Todas as 10 cidades com pior qualidade de vida estão situadas na Região Norte do Brasil. Uiramutã, no extremo norte de Roraima, recebeu a pontuação mais baixa.

Esta cidade possui a maior proporção de população indígena no Brasil. O fato do IPS não considerar indicadores específicos para a população indígena pode justificar sua posição no ranking.

Veja as 10 cidades com pior qualidade de vida no Brasil:

  1. Uiramutã (RR)
  2. Alto Alegre (RR)
  3. Trairão (PA)
  4. Bannach (PA)
  5. Jacareacanga (PA)
  6. Cumaru do Norte (PA)
  7. Pacajá (PA)
  8. Uruará (PA)
  9. Portel (PA)
  10. Bonfim (RR)

Metodologia

O estudo utilizou pela primeira vez o Índice de Progresso Social (IPS), uma abordagem internacional que avalia a qualidade de vida das cidades, para além do contexto econômico.

O IPS Brasil é uma ferramenta de gestão territorial baseada em dados públicos, que identifica e apresenta, em uma mesma escala, se as pessoas têm o que precisam para prosperar.

Isso inclui desde necessidades básicas, como abrigo, alimentação e segurança, até o acesso à informação e comunicação, além de verificar se as pessoas são tratadas igualmente, independentemente de gênero, raça ou orientação.

O estudo analisou mais de 300 indicadores e selecionou 53, utilizando dados de órgãos oficiais e institutos de pesquisa como o Conselho de Justiça, MapBiomas, Anatel, DataSUS e CadÚnico. O MapBiomas foi o único órgão que conseguiu encontrar dados inéditos sobre áreas verdes e praças urbanas.

O IPS Brasil é dividido em três indicadores principais: Necessidades Humanas Básicas, Fundamentos do Bem-Estar e Oportunidades. Cada dimensão possui quatro componentes que formam a média final. Enquanto isso, cada item possui de três a cinco indicadores, com pesos específicos entre eles.

Maioria do Norte

A predominância das cidades do Norte do Brasil na lista das 10 com pior qualidade de vida pode ser atribuída a vários fatores históricos, sociais e econômicos.

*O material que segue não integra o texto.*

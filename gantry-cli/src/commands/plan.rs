use crate::commands::{load_plan, report_error};
use crate::output;

use std::path::PathBuf;

use clap::Args;
use color_eyre::Result;
use serde_json::json;

use gantry_engine::ExecutionPlan;

/// Print the job instances of a pipeline grouped into dependency waves
#[derive(Args, Debug)]
pub struct PlanArgs {
    /// Path to the pipeline YAML file
    pub pipeline: PathBuf,

    /// Set a variable (can be repeated, format: name=value)
    #[arg(long = "var", value_name = "NAME=VALUE")]
    pub variables: Vec<String>,

    /// Print the plan as JSON
    #[arg(long)]
    pub json: bool,
}

pub fn execute(args: PlanArgs) -> Result<i32> {
    let plan = match load_plan(&args.pipeline, &args.variables) {
        Ok((_, plan)) => plan,
        Err(e) => return Ok(report_error(&e)),
    };

    if args.json {
        println!("{}", serde_json::to_string_pretty(&plan_json(&plan))?);
        return Ok(0);
    }

    output::header(&format!("Plan for '{}' ({} job instances)", plan.name, plan.len()));
    for (depth, wave) in plan.levels().iter().enumerate() {
        println!();
        output::status(&format!("Wave {}", depth + 1), &format!("{} jobs", wave.len()));
        for &id in wave {
            let instance = plan.instance(id);
            let needs: Vec<String> = instance
                .needs
                .iter()
                .map(|up| plan.instance(*up).display_name())
                .collect();
            let mut line = format!("  {} {}", id, instance.display_name());
            if !needs.is_empty() {
                line.push_str(&format!("  needs: {}", needs.join(", ")));
            }
            if let Some(scope) = instance.scope {
                line.push_str(&format!("  lease: {}", plan.scopes()[scope].name));
            }
            println!("{}", line);
        }
    }
    for gated in plan.gated() {
        output::dim(&format!("  Job '{}' not instantiated (when gate closed)", gated));
    }
    Ok(0)
}

fn plan_json(plan: &ExecutionPlan) -> serde_json::Value {
    let waves: Vec<serde_json::Value> = plan
        .levels()
        .iter()
        .map(|wave| {
            serde_json::Value::Array(
                wave.iter()
                    .map(|&id| {
                        let instance = plan.instance(id);
                        json!({
                            "instanceId": id.index(),
                            "template": instance.template_name,
                            "label": instance.label,
                            "matrix": instance.matrix(),
                            "needs": instance.needs.iter().map(|n| n.index()).collect::<Vec<_>>(),
                            "scope": instance.scope.map(|s| plan.scopes()[s].name.clone()),
                        })
                    })
                    .collect(),
            )
        })
        .collect();
    json!({
        "pipeline": plan.name,
        "waves": waves,
        "gated": plan.gated(),
    })
}
// Matrix Expansion
// Expands matrix axes into concrete, labelled parameter bindings

use crate::definition::{MatrixDefinition, Value};
use crate::error::PlanError;

use std::collections::{HashMap, HashSet};

/// One point of a matrix cross-product
#[derive(Debug, Clone, PartialEq, Default)]
pub struct MatrixInstance {
    /// `axis=value` pairs joined by `,` in axis declaration order; empty for
    /// an unparameterized job
    pub label: String,
    /// Bindings in axis declaration order
    pub bindings: Vec<(String, Value)>,
}

impl MatrixInstance {
    fn new(bindings: Vec<(String, Value)>) -> Self {
        let label = bindings
            .iter()
            .map(|(axis, value)| format!("{}={}", axis, value.as_string()))
            .collect::<Vec<_>>()
            .join(",");
        Self { label, bindings }
    }

    pub fn get(&self, axis: &str) -> Option<&Value> {
        self.bindings
            .iter()
            .find(|(name, _)| name == axis)
            .map(|(_, v)| v)
    }

    pub fn to_map(&self) -> HashMap<String, Value> {
        self.bindings.iter().cloned().collect()
    }
}

pub struct MatrixExpander;

impl MatrixExpander {
    /// Ordered cross-product of the axes minus excluded combinations.
    ///
    /// The last axis varies fastest. No matrix, or a matrix without axes,
    /// yields one unparameterized instance.
    pub fn expand(job: &str, matrix: Option<&MatrixDefinition>) -> Result<Vec<MatrixInstance>, PlanError> {
        let Some(matrix) = matrix else {
            return Ok(vec![MatrixInstance::default()]);
        };
        Self::validate(job, matrix)?;
        if matrix.axes.is_empty() {
            return Ok(vec![MatrixInstance::default()]);
        }

        let sizes: Vec<usize> = matrix.axes.iter().map(|(_, values)| values.len()).collect();
        let mut cursor = vec![0usize; sizes.len()];
        let mut instances = Vec::new();

        'odometer: loop {
            let bindings: Vec<(String, Value)> = matrix
                .axes
                .iter()
                .zip(&cursor)
                .map(|((axis, values), &i)| (axis.clone(), values[i].clone()))
                .collect();
            if !matrix.exclude.iter().any(|rule| excludes(rule, &bindings)) {
                instances.push(MatrixInstance::new(bindings));
            }

            let mut position = sizes.len();
            loop {
                if position == 0 {
                    break 'odometer;
                }
                position -= 1;
                cursor[position] += 1;
                if cursor[position] < sizes[position] {
                    break;
                }
                cursor[position] = 0;
            }
        }

        if instances.is_empty() {
            return Err(PlanError::invalid_matrix(
                job,
                "exclude rules remove every combination",
            ));
        }
        Ok(instances)
    }

    fn validate(job: &str, matrix: &MatrixDefinition) -> Result<(), PlanError> {
        let mut axes = HashSet::new();
        for (axis, values) in &matrix.axes {
            if !axes.insert(axis.as_str()) {
                return Err(PlanError::invalid_matrix(job, format!("axis '{}' declared twice", axis)));
            }
            if values.is_empty() {
                return Err(PlanError::invalid_matrix(job, format!("axis '{}' has no values", axis)));
            }
            let mut seen = HashSet::new();
            for value in values {
                if !seen.insert(value.as_string()) {
                    return Err(PlanError::invalid_matrix(
                        job,
                        format!("axis '{}' lists value '{}' more than once", axis, value),
                    ));
                }
            }
        }

        for rule in &matrix.exclude {
            if rule.is_empty() {
                return Err(PlanError::invalid_matrix(job, "empty exclude rule"));
            }
            for (axis, value) in rule {
                let Some((_, values)) = matrix.axes.iter().find(|(name, _)| name == axis) else {
                    return Err(PlanError::invalid_matrix(
                        job,
                        format!("exclude references undeclared axis '{}'", axis),
                    ));
                };
                if !values.iter().any(|v| v.as_string() == value.as_string()) {
                    return Err(PlanError::invalid_matrix(
                        job,
                        format!("exclude references undeclared value '{}' for axis '{}'", value, axis),
                    ));
                }
            }
        }
        Ok(())
    }
}

/// A rule excludes a combination when every pair it names matches
fn excludes(rule: &[(String, Value)], bindings: &[(String, Value)]) -> bool {
    rule.iter().all(|(axis, value)| {
        bindings
            .iter()
            .any(|(name, bound)| name == axis && bound.as_string() == value.as_string())
    })
}
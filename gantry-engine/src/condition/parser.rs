// Condition Parser
// Recursive-descent parser producing an expression tree

use crate::condition::lexer::{LexError, Lexer, Spanned, Token};
use crate::definition::Value;

use std::fmt;

#[derive(Debug, Clone, PartialEq)]
pub enum Expr {
    Literal(Value),
    /// Root named value such as `matrix`, `steps` or `needs`
    Ident(String),
    Member {
        object: Box<Expr>,
        property: String,
    },
    Index {
        object: Box<Expr>,
        index: Box<Expr>,
    },
    Call {
        name: String,
        args: Vec<Expr>,
    },
    Not(Box<Expr>),
    Binary {
        op: BinaryOp,
        left: Box<Expr>,
        right: Box<Expr>,
    },
}

#[derive(Debug, Clone, Copy, PartialEq, Eq)]
pub enum BinaryOp {
    And,
    Or,
    Eq,
    Ne,
    Lt,
    Le,
    Gt,
    Ge,
}

impl Expr {
    /// Visit this node and every descendant
    pub fn walk<'a>(&'a self, visit: &mut dyn FnMut(&'a Expr)) {
        visit(self);
        match self {
            Expr::Literal(_) | Expr::Ident(_) => {}
            Expr::Member { object, .. } => object.walk(visit),
            Expr::Index { object, index } => {
                object.walk(visit);
                index.walk(visit);
            }
            Expr::Call { args, .. } => args.iter().for_each(|a| a.walk(visit)),
            Expr::Not(inner) => inner.walk(visit),
            Expr::Binary { left, right, .. } => {
                left.walk(visit);
                right.walk(visit);
            }
        }
    }
}

#[derive(Debug, Clone, PartialEq)]
pub struct ParseExprError {
    pub message: String,
    pub position: usize,
}

impl fmt::Display for ParseExprError {
    fn fmt(&self, f: &mut fmt::Formatter<'_>) -> fmt::Result {
        write!(f, "{} at offset {}", self.message, self.position)
    }
}

impl std::error::Error for ParseExprError {}

impl From<LexError> for ParseExprError {
    fn from(err: LexError) -> Self {
        Self {
            message: err.message,
            position: err.position,
        }
    }
}

pub struct ExprParser {
    tokens: Vec<Spanned>,
    cursor: usize,
}

impl ExprParser {
    pub fn parse_str(src: &str) -> Result<Expr, ParseExprError> {
        let tokens = Lexer::new(src).tokenize()?;
        let mut parser = ExprParser { tokens, cursor: 0 };
        if parser.peek() == &Token::Eof {
            return Err(parser.error("empty expression"));
        }
        let expr = parser.or()?;
        if parser.peek() != &Token::Eof {
            return Err(parser.error(format!("unexpected '{}'", parser.peek())));
        }
        Ok(expr)
    }

    fn or(&mut self) -> Result<Expr, ParseExprError> {
        let mut left = self.and()?;
        while self.eat(&Token::Or) {
            let right = self.and()?;
            left = binary(BinaryOp::Or, left, right);
        }
        Ok(left)
    }

    fn and(&mut self) -> Result<Expr, ParseExprError> {
        let mut left = self.equality()?;
        while self.eat(&Token::And) {
            let right = self.equality()?;
            left = binary(BinaryOp::And, left, right);
        }
        Ok(left)
    }

    fn equality(&mut self) -> Result<Expr, ParseExprError> {
        let mut left = self.comparison()?;
        loop {
            let op = match self.peek() {
                Token::Eq => BinaryOp::Eq,
                Token::Ne => BinaryOp::Ne,
                _ => return Ok(left),
            };
            self.cursor += 1;
            let right = self.comparison()?;
            left = binary(op, left, right);
        }
    }

    fn comparison(&mut self) -> Result<Expr, ParseExprError> {
        let mut left = self.unary()?;
        loop {
            let op = match self.peek() {
                Token::Lt => BinaryOp::Lt,
                Token::Le => BinaryOp::Le,
                Token::Gt => BinaryOp::Gt,
                Token::Ge => BinaryOp::Ge,
                _ => return Ok(left),
            };
            self.cursor += 1;
            let right = self.unary()?;
            left = binary(op, left, right);
        }
    }

    fn unary(&mut self) -> Result<Expr, ParseExprError> {
        if self.eat(&Token::Not) {
            return Ok(Expr::Not(Box::new(self.unary()?)));
        }
        self.postfix()
    }

    fn postfix(&mut self) -> Result<Expr, ParseExprError> {
        let mut expr = self.primary()?;
        loop {
            if self.eat(&Token::Dot) {
                let property = match self.advance() {
                    Token::Ident(name) => name,
                    Token::Null => "null".to_string(),
                    Token::True => "true".to_string(),
                    Token::False => "false".to_string(),
                    other => {
                        self.cursor -= 1;
                        return Err(self.error(format!(
                            "expected property name after '.', found '{}'",
                            other
                        )));
                    }
                };
                expr = Expr::Member {
                    object: Box::new(expr),
                    property,
                };
            } else if self.eat(&Token::LBracket) {
                let index = self.or()?;
                self.expect(&Token::RBracket)?;
                expr = Expr::Index {
                    object: Box::new(expr),
                    index: Box::new(index),
                };
            } else {
                return Ok(expr);
            }
        }
    }

    fn primary(&mut self) -> Result<Expr, ParseExprError> {
        match self.advance() {
            Token::Null => Ok(Expr::Literal(Value::Null)),
            Token::True => Ok(Expr::Literal(Value::Bool(true))),
            Token::False => Ok(Expr::Literal(Value::Bool(false))),
            Token::Number(n) => Ok(Expr::Literal(Value::Number(n))),
            Token::Str(s) => Ok(Expr::Literal(Value::String(s))),
            Token::LParen => {
                let inner = self.or()?;
                self.expect(&Token::RParen)?;
                Ok(inner)
            }
            Token::Ident(name) => {
                if !self.eat(&Token::LParen) {
                    return Ok(Expr::Ident(name));
                }
                let mut args = Vec::new();
                if !self.eat(&Token::RParen) {
                    loop {
                        args.push(self.or()?);
                        if self.eat(&Token::RParen) {
                            break;
                        }
                        self.expect(&Token::Comma)?;
                    }
                }
                Ok(Expr::Call { name, args })
            }
            other => {
                self.cursor -= 1;
                Err(self.error(format!("unexpected '{}'", other)))
            }
        }
    }

    fn peek(&self) -> &Token {
        &self.tokens[self.cursor.min(self.tokens.len() - 1)].token
    }

    /// Consume the current token; callers step back with `cursor -= 1` on error
    fn advance(&mut self) -> Token {
        let token = self.peek().clone();
        self.cursor += 1;
        token
    }

    fn eat(&mut self, token: &Token) -> bool {
        if self.peek() == token {
            self.cursor += 1;
            true
        } else {
            false
        }
    }

    fn expect(&mut self, token: &Token) -> Result<(), ParseExprError> {
        if self.eat(token) {
            Ok(())
        } else {
            Err(self.error(format!("expected '{}', found '{}'", token, self.peek())))
        }
    }

    fn error(&self, message: impl Into<String>) -> ParseExprError {
        let index = self.cursor.min(self.tokens.len() - 1);
        ParseExprError {
            message: message.into(),
            position: self.tokens[index].offset,
        }
    }
}

fn binary(op: BinaryOp, left: Expr, right: Expr) -> Expr {
    Expr::Binary {
        op,
        left: Box::new(left),
        right: Box::new(right),
    }
}

#[cfg(test)]
mod tests {
    use super::*;

    #[test]
    fn test_call_without_args() {
        assert_eq!(
            ExprParser::parse_str("always()").unwrap(),
            Expr::Call {
                name: "always".into(),
                args: vec![]
            }
        );
    }

    #[test]
    fn test_member_chain() {
        let expr = ExprParser::parse_str("steps.compile.outputs['digest']").unwrap();
        match expr {
            Expr::Index { object, index } => {
                assert_eq!(*index, Expr::Literal(Value::from("digest")));
                assert!(matches!(*object, Expr::Member { ref property, .. } if property == "outputs"));
            }
            other => panic!("unexpected {:?}", other),
        }
    }

    #[test]
    fn test_precedence_and_binds_tighter_than_or() {
        let expr = ExprParser::parse_str("a || b && c").unwrap();
        match expr {
            Expr::Binary { op, right, .. } => {
                assert_eq!(op, BinaryOp::Or);
                assert!(matches!(*right, Expr::Binary { op: BinaryOp::And, .. }));
            }
            other => panic!("unexpected {:?}", other),
        }
    }

    #[test]
    fn test_comparison_binds_tighter_than_equality() {
        let expr = ExprParser::parse_str("a < b == true").unwrap();
        assert!(matches!(expr, Expr::Binary { op: BinaryOp::Eq, .. }));
    }

    #[test]
    fn test_function_args() {
        let expr = ExprParser::parse_str("eq(matrix.os, 'linux')").unwrap();
        match expr {
            Expr::Call { name, args } => {
                assert_eq!(name, "eq");
                assert_eq!(args.len(), 2);
            }
            other => panic!("unexpected {:?}", other),
        }
    }

    #[test]
    fn test_parse_errors() {
        assert!(ExprParser::parse_str("").is_err());
        assert!(ExprParser::parse_str("success(").is_err());
        assert!(ExprParser::parse_str("a b").is_err());
        assert!(ExprParser::parse_str("a.").is_err());
        assert!(ExprParser::parse_str("(a").is_err());
        let err = ExprParser::parse_str("a ==").unwrap_err();
        assert_eq!(err.position, 4);
    }

    #[test]
    fn test_walk_visits_nested_calls() {
        let expr = ExprParser::parse_str("!(failure() && eq(1, 1))").unwrap();
        let mut names = Vec::new();
        expr.walk(&mut |node| {
            if let Expr::Call { name, .. } = node {
                names.push(name.clone());
            }
        });
        assert_eq!(names, vec!["failure", "eq"]);
    }
}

Esta região, que é rica em biodiversidade e recursos naturais, enfrenta desafios significativos que afetam o bem-estar de sua população.

Primeiramente, a Região Norte tem menor acesso a tecnologias e infraestrutura avançada em comparação com outras regiões do país, especialmente o Sudeste.

A conectividade à internet, por exemplo, é menos acessível, o que limita alcançar informações, educação e serviços online. Essa falta de infraestrutura tecnológica é um obstáculo significativo para o desenvolvimento social e econômico.

Além disso, o Norte do Brasil está geograficamente distante dos principais centros econômicos do país, localizados no Sudeste. Este distanciamento físico contribui para uma menor integração econômica e social com as áreas mais desenvolvidas.

A logística de transporte de bens e serviços é mais complexa e cara, o que dificulta o crescimento econômico e a melhoria da qualidade de vida.

Desigualdade vem de anos

Historicamente, a região sempre sofreu negligências em termos de políticas públicas e investimentos. Programas de desenvolvimento regional muitas vezes não são suficientes para atender às necessidades locais, e a falta de investimentos contínuos perpetua um ciclo de pobreza e subdesenvolvimento.

A ausência de investimentos em saúde, educação e infraestrutura básica contribui para a baixa qualidade de vida observada nesses municípios.

Além disso, outro fator importante é a grande presença de populações indígenas e tradicionais, que muitas vezes vivem em condições de vulnerabilidade.

Essas comunidades têm necessidades específicas que nem sempre são contempladas pelos índices tradicionais de progresso e desenvolvimento.

Assim, a falta de indicadores que capturem adequadamente a realidade dessas populações pode levar a uma subestimação dos desafios que elas enfrentam.

Por isso, apesar da pesquisa com as cidades com pior qualidade de vida no Brasil, vale aplicar um recorte e estudar esses resultados com maior atenção.